Rap Star French Montana Shares the Spotlight with His Mother in Revealing New Documentary At Tribeca | WatchTrailer

By
Samantha Bresnahan and Larry Madowo, CNN

*(CNN) — If there’s one thing French Montana wants you to know, it’s this: his new documentary film is not really about the multi-platinum, record-breaking hits, or the highs and lows of making it in the music industry. It’s about faith and family – a love story between a mother named Khadija and a son born as Karim, now known worldwide as French.

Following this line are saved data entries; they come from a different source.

//! Job worker
//!
//! Polls the queue, runs claimed jobs concurrently and records their outcome.

use std::sync::Arc;
use std::time::Duration;
use tokio::sync::watch;
use tokio::task::JoinSet;

use super::queue::{ClaimedJob, JobPayload, JobQueue};
use crate::error::AppError;
use crate::federation::{InboxProcessor, OutboxProcessor};
use crate::service::ActorDirectory;

pub struct JobWorker {
    queue: JobQueue,
    inbox: Arc<InboxProcessor>,
    outbox: Arc<OutboxProcessor>,
    directory: Arc<ActorDirectory>,
}

impl JobWorker {
    pub fn new(
        queue: JobQueue,
        inbox: Arc<InboxProcessor>,
        outbox: Arc<OutboxProcessor>,
        directory: Arc<ActorDirectory>,
    ) -> Self {
        Self {
            queue,
            inbox,
            outbox,
            directory,
        }
    }

    /// Run until `shutdown` flips to true, then wait for in-flight jobs.
    pub async fn run(self: Arc<Self>, mut shutdown: watch::Receiver<bool>) {
        let notify = self.queue.notifier();
        let poll_interval = Duration::from_millis(self.queue.config().poll_interval_ms);
        let batch_size = self.queue.config().batch_size;
        let mut in_flight = JoinSet::new();

        tracing::info!(
            poll_interval_ms = self.queue.config().poll_interval_ms,
            batch_size,
            "Job worker started"
        );

        loop {
            if *shutdown.borrow() {
                break;
            }

            // Reap finished jobs
            while in_flight.try_join_next().is_some() {}

            match self.queue.claim_due(batch_size).await {
                Ok(jobs) => {
                    for job in jobs {
                        let worker = self.clone();
                        in_flight.spawn(async move { worker.execute(job).await });
                    }
                }
                Err(error) => {
                    tracing::error!(error = %error, "Failed to claim jobs");
                }
            }

            tokio::select! {
                _ = notify.notified() => {}
                _ = tokio::time::sleep(poll_interval) => {}
                _ = shutdown.changed() => {}
            }
        }

        tracing::info!(in_flight = in_flight.len(), "Job worker stopping");
        while in_flight.join_next().await.is_some() {}
    }

    /// Claim and run one batch of due jobs, waiting for all of them.
    ///
    /// # Returns
    /// Number of jobs executed
    pub async fn run_once(&self) -> Result<usize, AppError> {
        let jobs = self.queue.claim_due(self.queue.config().batch_size).await?;
        let count = jobs.len();
        futures::future::join_all(jobs.into_iter().map(|job| self.execute(job))).await;
        Ok(count)
    }

    async fn execute(&self, job: ClaimedJob) {
        let ClaimedJob { record, payload } = job;
        tracing::debug!(job_id = %record.id, kind = %record.kind, attempt = record.attempts, "Running job");

        let result = match &payload {
            JobPayload::Inbox(job) => {
                let recipient = match job.recipient_actor_id.as_deref() {
                    Some(id) => match self.directory.find_by_id(id).await {
                        Ok(actor) => Some(actor),
                        Err(AppError::NotFound) => {
                            tracing::warn!(job_id = %record.id, recipient = %id, "Inbox recipient no longer exists");
                            None
                        }
                        Err(error) => {
                            self.settle(&record, Err(error)).await;
                            return;
                        }
                    },
                    None => None,
                };
                self.inbox
                    .process(&job.activity, recipient.as_ref())
                    .await
                    .map(|outcome| tracing::debug!(job_id = %record.id, outcome = ?outcome, "Inbox job done"))
            }
            JobPayload::Outbox(job) => self
                .outbox
                .process(job)
                .await
                .map(|outcome| tracing::debug!(job_id = %record.id, outcome = ?outcome, "Outbox job done")),
        };

        self.settle(&record, result).await;
    }

    async fn settle(&self, record: &crate::data::JobRecord, result: Result<(), AppError>) {
        let settled = match result {
            Ok(()) => self.queue.complete(record).await,
            Err(error) => self.queue.fail(record, &error).await.map(|_| ()),
        };
        if let Err(error) = settled {
            tracing::error!(job_id = %record.id, error = %error, "Failed to record job outcome");
        }
    }
}
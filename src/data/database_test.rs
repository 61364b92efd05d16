//! Database tests

use super::*;
use chrono::Utc;
use tempfile::TempDir;

/// Helper to create a test database
async fn create_test_db() -> (Database, TempDir) {
    let temp_dir = TempDir::new().unwrap();
    let db_path = temp_dir.path().join("test.db");
    let db = Database::connect(&db_path).await.unwrap();
    (db, temp_dir)
}

fn test_actor(handle: &str, is_local: bool) -> Actor {
    let uri = format!("https://example.com/users/{}", handle);
    Actor {
        id: EntityId::new().0,
        owner_id: is_local.then(|| "owner-1".to_string()),
        uri: uri.clone(),
        handle: handle.to_string(),
        display_name: Some("Test User".to_string()),
        summary: None,
        inbox_uri: format!("{}/inbox", uri),
        shared_inbox_uri: None,
        outbox_uri: Some(format!("{}/outbox", uri)),
        followers_uri: Some(format!("{}/followers", uri)),
        following_uri: None,
        liked_uri: None,
        public_key_pem: "test_public_key".to_string(),
        is_local,
        profile_json: None,
        profile_refreshed_at: None,
        created_at: Utc::now(),
        updated_at: Utc::now(),
    }
}

fn test_job(id: &str, next_run_at_ms: i64) -> JobRecord {
    JobRecord {
        id: id.to_string(),
        kind: "outbox".to_string(),
        payload: "{}".to_string(),
        status: JobStatus::Pending.as_str().to_string(),
        attempts: 0,
        max_attempts: 3,
        next_run_at_ms,
        last_error: None,
        created_at: Utc::now(),
        updated_at: Utc::now(),
    }
}

#[tokio::test]
async fn test_database_connection() {
    let (_db, _temp_dir) = create_test_db().await;
    // Connection successful if we get here without panicking
}

#[tokio::test]
async fn test_actor_insert_and_lookup() {
    let (db, _temp_dir) = create_test_db().await;

    let actor = test_actor("alice", true);
    db.insert_actor(&actor, Some("test_private_key")).await.unwrap();

    let by_id = db.get_actor_by_id(&actor.id).await.unwrap().unwrap();
    assert_eq!(by_id.handle, "alice");
    assert!(by_id.is_local);

    let by_handle = db.get_actor_by_handle("ALICE").await.unwrap();
    assert!(by_handle.is_some());

    let by_uri = db.get_actor_by_uri(&actor.uri).await.unwrap();
    assert!(by_uri.is_some());

    let key = db.get_actor_private_key(&actor.id).await.unwrap();
    assert_eq!(key.as_deref(), Some("test_private_key"));
}

#[tokio::test]
async fn test_duplicate_handle_is_conflict() {
    let (db, _temp_dir) = create_test_db().await;

    db.insert_actor(&test_actor("alice", true), Some("k"))
        .await
        .unwrap();

    let mut duplicate = test_actor("alice", true);
    duplicate.uri = "https://example.com/users/alice-2".to_string();
    let result = db.insert_actor(&duplicate, Some("k")).await;
    assert!(matches!(result, Err(crate::error::AppError::Conflict(_))));
}

#[tokio::test]
async fn test_remote_actor_upsert_refreshes_fields() {
    let (db, _temp_dir) = create_test_db().await;

    let mut remote = test_actor("bob@remote.example", false);
    remote.uri = "https://remote.example/users/bob".to_string();
    let stored = db.upsert_remote_actor(&remote).await.unwrap();
    assert!(!stored.is_local);

    let mut refreshed = remote.clone();
    refreshed.id = EntityId::new().0;
    refreshed.public_key_pem = "rotated_key".to_string();
    let stored_again = db.upsert_remote_actor(&refreshed).await.unwrap();

    assert_eq!(stored_again.id, stored.id);
    assert_eq!(stored_again.public_key_pem, "rotated_key");
    assert!(db.get_actor_private_key(&stored.id).await.unwrap().is_none());
}

#[tokio::test]
async fn test_activity_log_is_append_only() {
    let (db, _temp_dir) = create_test_db().await;

    let record = ActivityRecord {
        id: EntityId::new().0,
        uri: "https://remote.example/activities/1".to_string(),
        activity_type: "Like".to_string(),
        actor_uri: "https://remote.example/users/bob".to_string(),
        object_uri: Some("https://example.com/notes/1".to_string()),
        payload: r#"{"type":"Like"}"#.to_string(),
        direction: ActivityDirection::Inbound.as_str().to_string(),
        recipient_actor_id: None,
        created_at: Utc::now(),
    };

    assert!(db.insert_activity(&record).await.unwrap());

    let mut again = record.clone();
    again.id = EntityId::new().0;
    assert!(!db.insert_activity(&again).await.unwrap());

    let stored = db
        .get_activity_by_uri(&record.uri)
        .await
        .unwrap()
        .unwrap();
    assert_eq!(stored.id, record.id);
    assert_eq!(stored.payload_json().unwrap()["type"], "Like");
}

#[tokio::test]
async fn test_relation_insert_is_idempotent() {
    let (db, _temp_dir) = create_test_db().await;

    let like = Relation::new(
        "https://remote.example/users/bob",
        "https://example.com/notes/1",
        Some("https://remote.example/likes/1"),
    );
    assert!(db.insert_relation(RelationKind::Like, &like).await.unwrap());

    let repeat = Relation::new(
        "https://remote.example/users/bob",
        "https://example.com/notes/1",
        Some("https://remote.example/likes/2"),
    );
    assert!(!db.insert_relation(RelationKind::Like, &repeat).await.unwrap());

    assert_eq!(
        db.count_relations(RelationKind::Like, "https://example.com/notes/1")
            .await
            .unwrap(),
        1
    );

    let by_activity = db
        .get_relation_by_activity_uri(RelationKind::Like, "https://remote.example/likes/1")
        .await
        .unwrap();
    assert!(by_activity.is_some());

    assert!(
        db.delete_relation(
            RelationKind::Like,
            "https://remote.example/users/bob",
            "https://example.com/notes/1"
        )
        .await
        .unwrap()
    );
    assert!(
        !db.has_relation(
            RelationKind::Like,
            "https://remote.example/users/bob",
            "https://example.com/notes/1"
        )
        .await
        .unwrap()
    );
}

#[tokio::test]
async fn test_follow_state_transitions() {
    let (db, _temp_dir) = create_test_db().await;

    let follower = "https://remote.example/users/bob";
    let followee = "https://example.com/users/alice";

    let follow = Relation::new(follower, followee, Some("https://remote.example/follows/1"));
    db.upsert_follow(&follow, FollowState::Pending).await.unwrap();
    assert_eq!(
        db.get_follow_state(follower, followee).await.unwrap(),
        Some(FollowState::Pending)
    );
    assert!(db.get_follower_uris(followee).await.unwrap().is_empty());

    assert!(db.accept_follow(follower, followee).await.unwrap());
    assert_eq!(db.get_follower_uris(followee).await.unwrap(), vec![follower]);

    // A repeated Follow refreshes the activity URI without downgrading
    let repeat = Relation::new(follower, followee, Some("https://remote.example/follows/2"));
    db.upsert_follow(&repeat, FollowState::Pending).await.unwrap();
    assert_eq!(
        db.get_follow_state(follower, followee).await.unwrap(),
        Some(FollowState::Accepted)
    );
    let stored = db
        .get_relation_by_activity_uri(RelationKind::Follow, "https://remote.example/follows/2")
        .await
        .unwrap();
    assert!(stored.is_some());
}

#[tokio::test]
async fn test_tombstoned_object_is_not_resurrected() {
    let (db, _temp_dir) = create_test_db().await;

    let note = serde_json::json!({
        "id": "https://remote.example/notes/1",
        "type": "Note",
        "attributedTo": "https://remote.example/users/bob",
        "content": "hello"
    });
    let object = ShadowObject::from_document(&note).unwrap();
    assert!(db.upsert_object(&object).await.unwrap());

    assert!(db.tombstone_object(&object.uri).await.unwrap());
    assert!(!db.tombstone_object(&object.uri).await.unwrap());

    let fresh = ShadowObject::from_document(&note).unwrap();
    assert!(!db.upsert_object(&fresh).await.unwrap());

    let stored = db.get_object_by_uri(&object.uri).await.unwrap().unwrap();
    assert!(stored.deleted);
    assert!(stored.payload.contains("Tombstone"));
    assert_eq!(
        stored.attributed_to.as_deref(),
        Some("https://remote.example/users/bob")
    );
}

#[tokio::test]
async fn test_object_author_is_never_replaced() {
    let (db, _temp_dir) = create_test_db().await;

    let original = ShadowObject::from_document(&serde_json::json!({
        "id": "https://remote.example/notes/2",
        "type": "Note",
        "attributedTo": "https://remote.example/users/bob",
        "content": "hello"
    }))
    .unwrap();
    assert!(db.upsert_object(&original).await.unwrap());

    let takeover = ShadowObject::from_document(&serde_json::json!({
        "id": "https://remote.example/notes/2",
        "type": "Note",
        "attributedTo": "https://evil.example/users/mallory",
        "content": "mine"
    }))
    .unwrap();
    assert!(!db.upsert_object(&takeover).await.unwrap());
    assert!(!db.insert_object_if_absent(&takeover).await.unwrap());

    let edit = ShadowObject::from_document(&serde_json::json!({
        "id": "https://remote.example/notes/2",
        "type": "Note",
        "attributedTo": "https://remote.example/users/bob",
        "content": "edited"
    }))
    .unwrap();
    assert!(db.upsert_object(&edit).await.unwrap());

    let stored = db.get_object_by_uri(&original.uri).await.unwrap().unwrap();
    assert_eq!(
        stored.attributed_to.as_deref(),
        Some("https://remote.example/users/bob")
    );
    assert!(stored.payload.contains("edited"));
}

#[tokio::test]
async fn test_processed_activity_insert_once() {
    let (db, _temp_dir) = create_test_db().await;

    let uri = "https://remote.example/activities/42";
    assert!(!db.is_activity_processed(uri).await.unwrap());
    assert!(db.insert_processed_activity(uri).await.unwrap());
    assert!(!db.insert_processed_activity(uri).await.unwrap());
    assert!(db.is_activity_processed(uri).await.unwrap());
}

#[tokio::test]
async fn test_delivery_receipts() {
    let (db, _temp_dir) = create_test_db().await;

    let activity = "https://example.com/activities/1";
    assert!(
        db.insert_delivery_receipt(activity, "https://a.example/inbox")
            .await
            .unwrap()
    );
    assert!(
        !db.insert_delivery_receipt(activity, "https://a.example/inbox")
            .await
            .unwrap()
    );
    db.insert_delivery_receipt(activity, "https://b.example/inbox")
        .await
        .unwrap();

    let delivered = db.get_delivered_inboxes(activity).await.unwrap();
    assert_eq!(delivered.len(), 2);
    assert!(delivered.contains("https://b.example/inbox"));
}

#[tokio::test]
async fn test_job_claim_is_exclusive() {
    let (db, _temp_dir) = create_test_db().await;

    db.insert_job(&test_job("job-1", 1_000)).await.unwrap();
    db.insert_job(&test_job("job-2", 5_000)).await.unwrap();

    let due = db.get_due_job_ids(2_000, 10).await.unwrap();
    assert_eq!(due, vec!["job-1".to_string()]);

    let claimed = db.claim_job("job-1").await.unwrap().unwrap();
    assert_eq!(claimed.attempts, 1);
    assert_eq!(claimed.status, "running");
    assert!(db.claim_job("job-1").await.unwrap().is_none());

    db.reschedule_job("job-1", 3_000, "HTTP 503").await.unwrap();
    let rescheduled = db.get_job("job-1").await.unwrap().unwrap();
    assert_eq!(rescheduled.status, "pending");
    assert_eq!(rescheduled.last_error.as_deref(), Some("HTTP 503"));

    db.claim_job("job-1").await.unwrap().unwrap();
    db.kill_job("job-1", "gave up").await.unwrap();
    let dead = db.get_jobs_by_status(JobStatus::Dead, 10).await.unwrap();
    assert_eq!(dead.len(), 1);
    assert_eq!(dead[0].attempts, 2);
}

#[tokio::test]
async fn test_reset_running_jobs() {
    let (db, _temp_dir) = create_test_db().await;

    db.insert_job(&test_job("job-1", 0)).await.unwrap();
    db.claim_job("job-1").await.unwrap().unwrap();
    assert_eq!(db.count_jobs("outbox", JobStatus::Running).await.unwrap(), 1);

    assert_eq!(db.reset_running_jobs().await.unwrap(), 1);
    assert_eq!(db.count_jobs("outbox", JobStatus::Pending).await.unwrap(), 1);
}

Aptly titled “For Khadija,” the 90-minute film is directed by Mandon Lovett and co-executive-produced by Sean “Diddy” Combs and Drake. It will premiere Friday at the Tribeca Film Festival in New York City, a fitting location for French’s story.

In the mid-1990s, his family moved from Morocco to America. Mother, father, and two young sons ended up in New York’s South Bronx, which French calls “the museum,” where he received a real-life, real-time education in hip-hop.

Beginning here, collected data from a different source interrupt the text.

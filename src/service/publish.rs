//! Activity origination
//!
//! Local actors publish activities through [`PublishService`]: the document
//! is completed, logged as outbound, its relation side effects are applied
//! locally and an outbox job is enqueued for delivery.

use chrono::Utc;
use serde_json::{Value, json};
use std::sync::Arc;

use super::ActorDirectory;
use crate::data::{
    ActivityDirection, ActivityRecord, Database, EntityId, FollowState, Relation, RelationKind,
};
use crate::error::AppError;
use crate::federation::{
    ACTIVITY_STREAMS_CONTEXT, ActivityKind, activity_id, object_uri, relation_kind,
    reverse_relation,
};
use crate::jobs::{JobPayload, JobQueue, OutboxJob};

/// A published activity and its delivery job
#[derive(Debug, Clone)]
pub struct Published {
    pub job_id: String,
    pub activity_uri: String,
    pub activity: Value,
}

pub struct PublishService {
    db: Arc<Database>,
    directory: Arc<ActorDirectory>,
    queue: JobQueue,
}

impl PublishService {
    pub fn new(db: Arc<Database>, directory: Arc<ActorDirectory>, queue: JobQueue) -> Self {
        Self {
            db,
            directory,
            queue,
        }
    }

    /// Publish an activity on behalf of a local actor.
    ///
    /// `actor` is always set to the publishing actor; `id` and `@context`
    /// are filled in when missing.
    ///
    /// # Errors
    /// - `NotFound` for an unknown actor id
    /// - `Forbidden` when the actor is not local
    /// - `Validation` for documents without a `type`
    /// - `Conflict` when an activity with the same id was already logged
    pub async fn publish(&self, actor_id: &str, mut activity: Value) -> Result<Published, AppError> {
        let actor = self.directory.find_by_id(actor_id).await?;
        if !actor.is_local {
            return Err(AppError::Forbidden);
        }

        let Some(document) = activity.as_object_mut() else {
            return Err(AppError::Validation(
                "Activity must be a JSON object".to_string(),
            ));
        };
        document.insert("actor".to_string(), json!(actor.uri));
        if !document.get("id").is_some_and(Value::is_string) {
            document.insert("id".to_string(), json!(activity_id(&actor.uri)));
        }
        document
            .entry("@context")
            .or_insert_with(|| json!(ACTIVITY_STREAMS_CONTEXT));

        let kind = ActivityKind::of(&activity)
            .ok_or_else(|| AppError::Validation("Activity has no type".to_string()))?;
        let activity_uri = crate::federation::canonical_activity_uri(&activity);

        let record = ActivityRecord {
            id: EntityId::new().0,
            uri: activity_uri.clone(),
            activity_type: kind.as_str().to_string(),
            actor_uri: actor.uri.clone(),
            object_uri: object_uri(&activity),
            payload: activity.to_string(),
            direction: ActivityDirection::Outbound.as_str().to_string(),
            recipient_actor_id: None,
            created_at: Utc::now(),
        };
        if !self.db.insert_activity(&record).await? {
            return Err(AppError::Conflict(format!(
                "activity {} already exists",
                activity_uri
            )));
        }

        self.apply_local_effects(&kind, &activity, &actor.uri, &activity_uri)
            .await?;

        let job_id = self
            .queue
            .enqueue(JobPayload::Outbox(OutboxJob {
                activity: activity.clone(),
                actor_id: actor.id.clone(),
                activity_id: Some(record.id),
            }))
            .await?;

        tracing::info!(
            actor = %actor.uri,
            activity_uri = %activity_uri,
            activity_type = %kind.as_str(),
            job_id = %job_id,
            "Published activity"
        );

        Ok(Published {
            job_id,
            activity_uri,
            activity,
        })
    }

    async fn apply_local_effects(
        &self,
        kind: &ActivityKind,
        activity: &Value,
        actor_uri: &str,
        activity_uri: &str,
    ) -> Result<(), AppError> {
        match kind {
            ActivityKind::Undo => {
                if let Some(original) = activity.get("object") {
                    reverse_relation(&self.db, actor_uri, original).await?;
                }
            }
            ActivityKind::Follow => {
                let Some(followee) = object_uri(activity) else {
                    return Ok(());
                };
                let follow = Relation::new(actor_uri, &followee, Some(activity_uri));
                self.db.upsert_follow(&follow, FollowState::Pending).await?;
            }
            other => {
                let (Some(relation), Some(object)) = (relation_kind(other), object_uri(activity))
                else {
                    return Ok(());
                };
                let inserted = self
                    .db
                    .insert_relation(relation, &Relation::new(actor_uri, &object, Some(activity_uri)))
                    .await?;
                if inserted && relation == RelationKind::Block {
                    self.db
                        .delete_relation(RelationKind::Follow, &object, actor_uri)
                        .await?;
                }
            }
        }
        Ok(())
    }
}
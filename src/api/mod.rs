//! API layer
//!
//! HTTP handlers for:
//! - ActivityPub (for federation)
//! - Health and metrics (Prometheus)

mod activitypub;
mod metrics;

pub use activitypub::activitypub_router;
pub use metrics::ops_router;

The documentary is “based on the struggle,” French, 38, told CNN’s Larry Madowo during a recent interview at the rapper’s home outside Los Angeles. “It’s based on letting people know you’re going to lose more than you’re going to win. You’re going to see the hurdles, you’re going to get a lot of wounds – all the wounds – but you gotta understand the wound is where the light is shining.”

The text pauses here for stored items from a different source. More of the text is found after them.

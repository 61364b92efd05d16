//! ActivityPub endpoints
//!
//! - Actor profile
//! - Inbox (activity receiving)
//! - Followers collection

use axum::body::Bytes;
use axum::{
    Router,
    extract::{Path, State},
    http::{StatusCode, Uri, header},
    response::{IntoResponse, Response},
    routing::{get, post},
};
use http::HeaderMap;
use serde_json::{Value, json};

use crate::AppState;
use crate::data::Actor;
use crate::error::AppError;
use crate::federation::{
    ACTIVITY_STREAMS_CONTEXT, actor_uri, extract_signature_key_id, key_id_matches_actor,
    verify_request,
};
use crate::jobs::{InboxJob, JobPayload};

const ACTIVITY_JSON: &str = "application/activity+json";

/// Create ActivityPub router
///
/// Routes:
/// - GET /users/:handle - Actor profile
/// - POST /users/:handle/inbox - Personal inbox
/// - POST /inbox - Shared inbox
/// - GET /users/:handle/followers - Followers collection
pub fn activitypub_router() -> Router<AppState> {
    Router::new()
        .route("/users/:handle", get(actor))
        .route("/users/:handle/inbox", post(inbox))
        .route("/inbox", post(shared_inbox))
        .route("/users/:handle/followers", get(followers))
}

fn activity_json(document: Value) -> Response {
    (
        [(header::CONTENT_TYPE, ACTIVITY_JSON)],
        document.to_string(),
    )
        .into_response()
}

async fn local_actor(state: &AppState, handle: &str) -> Result<Actor, AppError> {
    let actor = state.directory.find_by_handle(handle).await?;
    if !actor.is_local {
        return Err(AppError::NotFound);
    }
    Ok(actor)
}

/// GET /users/:handle
///
/// Returns the ActivityPub Actor document.
async fn actor(
    State(state): State<AppState>,
    Path(handle): Path<String>,
) -> Result<Response, AppError> {
    let actor = local_actor(&state, &handle).await?;
    let document = state.directory.get_profile_document(&actor).await?;
    Ok(activity_json(document))
}

/// POST /users/:handle/inbox
async fn inbox(
    State(state): State<AppState>,
    Path(handle): Path<String>,
    uri: Uri,
    headers: HeaderMap,
    body: Bytes,
) -> Result<StatusCode, AppError> {
    let recipient = local_actor(&state, &handle).await?;
    receive(&state, &uri, &headers, &body, Some(recipient)).await
}

/// POST /inbox
async fn shared_inbox(
    State(state): State<AppState>,
    uri: Uri,
    headers: HeaderMap,
    body: Bytes,
) -> Result<StatusCode, AppError> {
    receive(&state, &uri, &headers, &body, None).await
}

/// Authenticate an inbound activity and queue it.
///
/// # Steps
/// 1. Reject unsigned requests
/// 2. Check the signing key belongs to the activity's actor
/// 3. Verify the signature (refreshing a stale cached key once)
/// 4. Enqueue an inbox job and answer 202
async fn receive(
    state: &AppState,
    uri: &Uri,
    headers: &HeaderMap,
    body: &Bytes,
    recipient: Option<Actor>,
) -> Result<StatusCode, AppError> {
    let _timer = crate::metrics::FEDERATION_REQUEST_DURATION_SECONDS
        .with_label_values(&["inbound"])
        .start_timer();

    if headers.get("signature").is_none() {
        return Err(AppError::Unauthorized);
    }

    let activity: Value = serde_json::from_slice(body)
        .map_err(|e| AppError::Validation(format!("Invalid JSON: {}", e)))?;
    let sender = actor_uri(&activity)
        .ok_or_else(|| AppError::Validation("Missing actor field".to_string()))?;

    // Ensure keyId points to the same actor before resolving key material.
    let key_id = extract_signature_key_id(headers)?;
    if !key_id_matches_actor(&key_id, &sender) {
        tracing::warn!(key_id = %key_id, actor = %sender, "Signature keyId does not match actor");
        return Err(AppError::Unauthorized);
    }

    let target = uri
        .path_and_query()
        .map(|path| path.as_str())
        .unwrap_or_else(|| uri.path());
    let signer = state
        .key_cache
        .verify_with_refresh(&key_id, |public_key_pem| {
            verify_request("POST", target, headers, body, public_key_pem)
        })
        .await?;
    if signer.owner_uri != sender {
        return Err(AppError::Unauthorized);
    }

    let job_id = state
        .queue
        .enqueue(JobPayload::Inbox(InboxJob {
            activity,
            recipient_actor_id: recipient.map(|actor| actor.id),
        }))
        .await?;

    tracing::debug!(job_id = %job_id, actor = %sender, "Queued inbound activity");
    Ok(StatusCode::ACCEPTED)
}

/// GET /users/:handle/followers
///
/// Accepted followers as an OrderedCollection.
async fn followers(
    State(state): State<AppState>,
    Path(handle): Path<String>,
) -> Result<Response, AppError> {
    let actor = local_actor(&state, &handle).await?;
    let followers = state.directory.followers_of(&actor).await?;

    Ok(activity_json(json!({
        "@context": ACTIVITY_STREAMS_CONTEXT,
        "type": "OrderedCollection",
        "id": actor.followers_uri.clone().unwrap_or_else(|| format!("{}/followers", actor.uri)),
        "totalItems": followers.len(),
        "orderedItems": followers
    })))
}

French Montana's mother in 'For Khadija' (Bryant Robinson)
French Montana’s mother in ‘For Khadija’ (Bryant Robinson)

“Without papers”

Those struggles began from the very moment then-13-year-old French, his younger brother, and his parents arrived in the US, “without papers,” he said. Jobs were hard to come by, as none of the family spoke English – but they did speak Arabic and French.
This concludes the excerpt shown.